2.ぼんやりとしか見えていなかった弟子たち
8章22〜26節には、盲人の癒しの奇跡だけが取り扱われており、盲人の目がイエス様によってぼんやりと開かれ、最終的にははっきりと見えるようになったことが書かれています。この出来事を読むとき、イエス様の神の子としての権威や、盲人への深い慈しみを思わされると同時に、イエス様の弟子たちの心の目はどうだったかという疑問も浮かんできます。それは、イエス様のそばにいながらも、「まだ分からないのですか、悟らないのですか。心をかたくなにしているのですか。目があっても見ないのですか。耳があっても聞かないのですか(8章17•18節)」と直接イエス様から叱責されていることからも分かるように、弟子たちの心の目が開かれていない様子が散々記された直後に、盲人の癒しの奇跡が書かれているからです。
この盲人の癒しの出来事がそのような意図でここに配置されているのかどうかは定かではありません。
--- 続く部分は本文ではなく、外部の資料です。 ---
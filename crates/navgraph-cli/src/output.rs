//! Output formatting utilities.

use std::io::{self, Write};

use colored::Colorize;
use serde::Serialize;
use tabled::{
    settings::{object::Columns, Alignment, Modify, Style},
    Table, Tabled,
};

use navgraph_config::OutputSettings;
use navgraph_core::{ComponentKind, FeedResult, PriceEvent, PriceSink};
use navgraph_engine::ComponentState;

use crate::cli::OutputFormat;

/// Formats and prints output based on the specified format.
pub fn print_output<T: Serialize + Tabled>(data: &[T], format: OutputFormat) -> anyhow::Result<()> {
    match format {
        OutputFormat::Table => print_table(data),
        OutputFormat::Json => print_json(data),
        OutputFormat::Csv => print_csv(data),
        OutputFormat::Minimal => print_minimal(data),
    }
}

/// Prints data as a formatted table.
fn print_table<T: Tabled>(data: &[T]) -> anyhow::Result<()> {
    if data.is_empty() {
        println!("No results.");
        return Ok(());
    }

    let table = Table::new(data)
        .with(Style::rounded())
        .with(Modify::new(Columns::first()).with(Alignment::left()))
        .to_string();

    println!("{}", table);
    Ok(())
}

/// Prints data as JSON.
pub fn print_json<T: Serialize + ?Sized>(data: &T) -> anyhow::Result<()> {
    println!("{}", serde_json::to_string_pretty(data)?);
    Ok(())
}

/// Prints data as CSV.
fn print_csv<T: Serialize>(data: &[T]) -> anyhow::Result<()> {
    let mut wtr = csv::Writer::from_writer(io::stdout());
    for item in data {
        wtr.serialize(item)?;
    }
    wtr.flush()?;
    Ok(())
}

/// Prints one compact JSON line per item.
fn print_minimal<T: Serialize>(data: &[T]) -> anyhow::Result<()> {
    for item in data {
        println!("{}", serde_json::to_string(item)?);
    }
    Ok(())
}

/// Writes bare `name,price` records, quoting names that contain delimiters.
fn write_name_prices<'a, W: Write>(
    out: W,
    rows: impl IntoIterator<Item = (&'a str, String)>,
) -> csv::Result<()> {
    let mut wtr = csv::WriterBuilder::new().has_headers(false).from_writer(out);
    for (name, price) in rows {
        wtr.write_record([name, price.as_str()])?;
    }
    wtr.flush()?;
    Ok(())
}

/// Formats a price with a fixed number of decimals.
pub fn format_price(value: f64, precision: usize) -> String {
    format!("{:.prec$}", value, prec = precision)
}

// =============================================================================
// PRICE ROWS
// =============================================================================

/// One component price for display.
#[derive(Debug, Clone, Serialize, Tabled)]
pub struct PriceRow {
    #[tabled(rename = "Component")]
    pub name: String,
    #[tabled(rename = "Kind")]
    pub kind: String,
    #[tabled(rename = "Price")]
    pub price: String,
}

impl PriceRow {
    fn new(name: &str, kind: ComponentKind, price: Option<f64>, precision: usize) -> Self {
        Self {
            name: name.to_string(),
            kind: kind.to_string(),
            price: price.map_or_else(|| "-".to_string(), |p| format_price(p, precision)),
        }
    }
}

/// Prints price events, dropping stock events when the settings ask for it.
pub fn print_events(
    events: &[PriceEvent],
    format: OutputFormat,
    settings: &OutputSettings,
) -> anyhow::Result<()> {
    let shown: Vec<&PriceEvent> = events
        .iter()
        .filter(|e| settings.include_stocks || e.kind != ComponentKind::Stock)
        .collect();

    match format {
        OutputFormat::Json => print_json(&shown),
        OutputFormat::Minimal => {
            let rows = shown
                .iter()
                .map(|e| (e.name.as_str(), format_price(e.price, settings.precision)));
            Ok(write_name_prices(io::stdout().lock(), rows)?)
        }
        OutputFormat::Table | OutputFormat::Csv => {
            let rows: Vec<_> = shown
                .iter()
                .map(|e| PriceRow::new(e.name.as_str(), e.kind, Some(e.price), settings.precision))
                .collect();
            print_output(&rows, format)
        }
    }
}

/// Prints the final state of every component.
pub fn print_snapshot(
    states: &[ComponentState],
    format: OutputFormat,
    settings: &OutputSettings,
) -> anyhow::Result<()> {
    let shown: Vec<&ComponentState> = states
        .iter()
        .filter(|s| settings.include_stocks || s.kind != ComponentKind::Stock)
        .collect();

    match format {
        OutputFormat::Json => print_json(&shown),
        OutputFormat::Minimal => {
            let rows = shown.iter().filter_map(|s| {
                s.valuation
                    .price()
                    .map(|p| (s.name.as_str(), format_price(p, settings.precision)))
            });
            Ok(write_name_prices(io::stdout().lock(), rows)?)
        }
        OutputFormat::Table | OutputFormat::Csv => {
            let rows: Vec<_> = shown
                .iter()
                .map(|s| {
                    PriceRow::new(s.name.as_str(), s.kind, s.valuation.price(), settings.precision)
                })
                .collect();
            print_output(&rows, format)
        }
    }
}

// =============================================================================
// LIVE SINK
// =============================================================================

/// [`PriceSink`] that prints each event to stdout as soon as it arrives.
pub struct ConsoleSink {
    format: OutputFormat,
    precision: usize,
    include_stocks: bool,
    started: bool,
}

impl ConsoleSink {
    /// Creates a sink printing in `format`.
    pub fn new(format: OutputFormat, settings: &OutputSettings) -> Self {
        Self {
            format,
            precision: settings.precision,
            include_stocks: settings.include_stocks,
            started: false,
        }
    }
}

impl PriceSink for ConsoleSink {
    fn publish(&mut self, event: &PriceEvent) -> FeedResult<()> {
        if event.kind == ComponentKind::Stock && !self.include_stocks {
            return Ok(());
        }

        let mut out = io::stdout().lock();
        let price = format_price(event.price, self.precision);
        match self.format {
            OutputFormat::Csv | OutputFormat::Minimal => {
                if self.format == OutputFormat::Csv && !self.started {
                    writeln!(out, "NAME,PRICE")?;
                }
                write_name_prices(&mut out, [(event.name.as_str(), price)])
                    .map_err(|e| navgraph_core::FeedError::Io(e.to_string()))?;
            }
            OutputFormat::Json => {
                let line = serde_json::to_string(event)
                    .map_err(|e| navgraph_core::FeedError::Io(e.to_string()))?;
                writeln!(out, "{line}")?;
            }
            OutputFormat::Table => {
                let name = match event.kind {
                    ComponentKind::Stock => event.name.as_str().cyan(),
                    ComponentKind::Portfolio => event.name.as_str().bold(),
                };
                writeln!(out, "{:<24} {:>20}", name, price)?;
            }
        }
        self.started = true;
        out.flush()?;
        Ok(())
    }
}

// =============================================================================
// MESSAGES
// =============================================================================

/// Prints a success message.
pub fn print_success(message: &str) {
    println!("{} {}", "✓".green(), message);
}

/// Prints an error message.
pub fn print_error(message: &str) {
    eprintln!("{} {}", "✗".red(), message);
}

/// Prints a warning message.
pub fn print_warning(message: &str) {
    eprintln!("{} {}", "⚠".yellow(), message);
}

/// A key-value pair for display.
#[derive(Debug, Clone, Serialize, Tabled)]
pub struct KeyValue {
    #[tabled(rename = "Setting")]
    pub key: String,
    #[tabled(rename = "Value")]
    pub value: String,
}

impl KeyValue {
    /// Creates a new key-value pair.
    pub fn new(key: impl Into<String>, value: impl ToString) -> Self {
        Self {
            key: key.into(),
            value: value.to_string(),
        }
    }
}

/// Prints a header for a section.
pub fn print_header(title: &str) {
    println!("\n{}", title.bold().underline());
}

#[cfg(test)]
mod tests {
    use super::*;

    #[test]
    fn test_format_price() {
        assert_eq!(format_price(20.0, 2), "20.00");
        assert_eq!(format_price(1.0 / 3.0, 4), "0.3333");
    }

    #[test]
    fn test_price_row_marks_unpriced() {
        let row = PriceRow::new("P", ComponentKind::Portfolio, None, 6);
        assert_eq!(row.price, "-");
        assert_eq!(row.kind, "portfolio");
    }

    #[test]
    fn test_name_price_lines_quote_delimiters() {
        let mut buf = Vec::new();
        write_name_prices(
            &mut buf,
            [("AAPL", format_price(1.0, 2)), ("BRK,A", format_price(2.0, 2))],
        )
        .unwrap();
        assert_eq!(String::from_utf8(buf).unwrap(), "AAPL,1.00\n\"BRK,A\",2.00\n");
    }
}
しかし、マルコの福音書を連続的に読んでみると、イエス様に出会い、1度目にはぼんやりと見えるように目が開かれ、2度目にはっきりと見えるようにされた盲人の姿は、まだぼんやりとしかイエス様を見ることのできていない弟子たちの姿を思い起こさせているようにも受け取れます。イエス様と出会い、イエス様に従っていく決心をした人であるならば、イエス様がはっきりと見えているとは限らないのです。
イエス様は、「もっと神の恵みを知ってほしい。恵みのなかで歩んでほしい」と私たちに願っておられるかもしれません。目を開くことができるのは、自分ではなく、イエス様です。神様の恵みを見る心の目を開いてくださいと、イエス様に信頼して、祈り求めていきましょう。